The left rotation operation of a string is to transfer several characters in front of the string to the end of the string.
Please define a function to realize the function of string left rotation operation. For example, if you enter the string "abcdefg" and the number 2, the function will return the result "cdefgab" obtained by rotating two bits left.
func reverseLeftWords(s string, n int) string {
//Boundary conditions can be determined without judgment
//res := make([]uint8, len(s), len(s))
//for i := 0; i < len(s); i++ {
// res[i] = s[i]
//}
s1 := s[:n]
s2 := s[n:]
return s2 + s1
}Interview question 43: points of n dice
leetcode-cn.com/problems/nge-tou-z...
Throw n dice on the ground, and the sum of points on the upward side of all dice is s. Enter n to print out the probability of occurrence of all possible values of S. You need to use an array of floating-point numbers to return the answer, in which the i-th element represents the probability of the i-th smallest in the set of points that the N dice can roll.

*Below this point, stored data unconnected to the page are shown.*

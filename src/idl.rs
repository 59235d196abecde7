//! Runtime IDL loader (Anchor-compatible).
//!
//! No IDLs are embedded in the SDK. Loaded documents get a structural check
//! only: an object with non-empty `version` and `name` and an
//! `instructions` array.

use crate::error::{require_non_empty, ErrorCode, Result, ThreeiumError};
use reqwest::Url;
use serde::{Deserialize, Serialize};
use serde_json::{Map, Value};
use std::path::Path;
use tracing::{debug, instrument};

#[derive(Debug, Clone, PartialEq, Serialize, Deserialize)]
pub struct AnchorIdl {
    pub version: String,
    pub name: String,
    pub instructions: Vec<Value>,
    #[serde(default, skip_serializing_if = "Option::is_none")]
    pub accounts: Option<Vec<Value>>,
    #[serde(default, skip_serializing_if = "Option::is_none")]
    pub types: Option<Vec<Value>>,
    #[serde(default, skip_serializing_if = "Option::is_none")]
    pub events: Option<Vec<Value>>,
    #[serde(default, skip_serializing_if = "Option::is_none")]
    pub errors: Option<Vec<Value>>,
    #[serde(default, skip_serializing_if = "Option::is_none")]
    pub metadata: Option<Map<String, Value>>,
}

fn invalid(message: &str) -> ThreeiumError {
    ThreeiumError::invalid_input(ErrorCode::IdlInvalid, message)
}

fn is_non_empty_str(value: Option<&Value>) -> bool {
    matches!(value, Some(Value::String(s)) if !s.is_empty())
}

/// Structural validation, then typed conversion.
pub fn validate_anchor_idl(idl: Value) -> Result<AnchorIdl> {
    let object = idl
        .as_object()
        .ok_or_else(|| invalid("IDL must be a plain object"))?;

    if !is_non_empty_str(object.get("version")) {
        return Err(invalid("IDL.version must be a non-empty string"));
    }
    if !is_non_empty_str(object.get("name")) {
        return Err(invalid("IDL.name must be a non-empty string"));
    }
    if !matches!(object.get("instructions"), Some(Value::Array(_))) {
        return Err(invalid("IDL.instructions must be an array"));
    }

    serde_json::from_value(idl).map_err(|e| {
        invalid("IDL has malformed optional sections").with_detail("reason", e.to_string())
    })
}

/// Loads an IDL from a JSON file.
#[instrument(skip_all, fields(path = %path.as_ref().display()))]
pub async fn load_idl_from_file(path: impl AsRef<Path>) -> Result<AnchorIdl> {
    let path = path.as_ref();
    let display = path.display().to_string();
    require_non_empty(&display, ErrorCode::IdlPathRequired, "IDL path is required")?;

    let raw = tokio::fs::read_to_string(path).await.map_err(|e| {
        ThreeiumError::collaborator(ErrorCode::IdlReadFailed, "Failed to read IDL from file", e)
            .with_detail("path", display.as_str())
    })?;

    let parsed: Value = serde_json::from_str(&raw).map_err(|e| {
        ThreeiumError::invalid_input(ErrorCode::IdlParseFailed, "Failed to parse IDL JSON")
            .with_detail("path", display.as_str())
            .with_detail("reason", e.to_string())
    })?;

    let idl = validate_anchor_idl(parsed)?;
    debug!("Loaded IDL {} v{} from file", idl.name, idl.version);
    Ok(idl)
}

/// Loads an IDL from an http(s) URL.
#[instrument(skip_all, fields(url = %url))]
pub async fn load_idl_from_url(url: &str) -> Result<AnchorIdl> {
    require_non_empty(url, ErrorCode::IdlUrlRequired, "IDL URL is required")?;

    let parsed_url = Url::parse(url).map_err(|e| {
        ThreeiumError::invalid_input(ErrorCode::IdlUrlInvalid, "IDL URL must be a valid URL")
            .with_detail("url", url)
            .with_detail("reason", e.to_string())
    })?;
    if parsed_url.scheme() != "http" && parsed_url.scheme() != "https" {
        return Err(
            ThreeiumError::invalid_input(ErrorCode::IdlUrlInvalid, "IDL URL must use http or https")
                .with_detail("url", url),
        );
    }

    let response = reqwest::get(parsed_url).await.map_err(|e| {
        ThreeiumError::collaborator(ErrorCode::IdlFetchFailed, "Failed to fetch IDL", e)
            .with_detail("url", url)
    })?;

    if !response.status().is_success() {
        let status = response.status();
        return Err(ThreeiumError::collaborator(
            ErrorCode::IdlFetchFailed,
            "IDL fetch returned non-OK status",
            anyhow::anyhow!("HTTP status {}", status),
        )
        .with_detail("url", url)
        .with_detail("status", status.as_u16()));
    }

    let json: Value = response.json().await.map_err(|e| {
        ThreeiumError::invalid_input(ErrorCode::IdlParseFailed, "Failed to parse IDL JSON from URL")
            .with_detail("url", url)
            .with_detail("reason", e.to_string())
    })?;

    let idl = validate_anchor_idl(json)?;
    debug!("Loaded IDL {} v{} from URL", idl.name, idl.version);
    Ok(idl)
}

//The reference is written in the way of Java code implementation. It should be simpler in this textbook. In fact, the principle is the same
func dicesProbability(n int) []float64 {
if n < 1 {
return nil
}
dp := make([][]float64, n)
for i := range dp {
dp[i] = make([]float64, (i+1)*6-i)
}
for i := range dp[0] {
dp[0][i] = float64(1) / float64(6)
}
for i := 1; i < len(dp); i++ {
for j := range dp[i-1] {
for k := range dp[0] {
dp[i][j+k] += dp[i-1][j] * dp[0][k]
}
}
}
return dp[n-1]
}Interview question 44: shunzi in playing cards
leetcode-cn.com/problems/bu-ke-pai...
Draw 5 cards randomly from several pairs of playing cards to judge whether it is a surplus, that is, whether the 5 cards are continuous. 2 ~ 10 is the number itself, a is 1, J is 11, Q is 12, K is 13, and DA and Xiao Wang are 0, which can be regarded as any number. A cannot be regarded as 14.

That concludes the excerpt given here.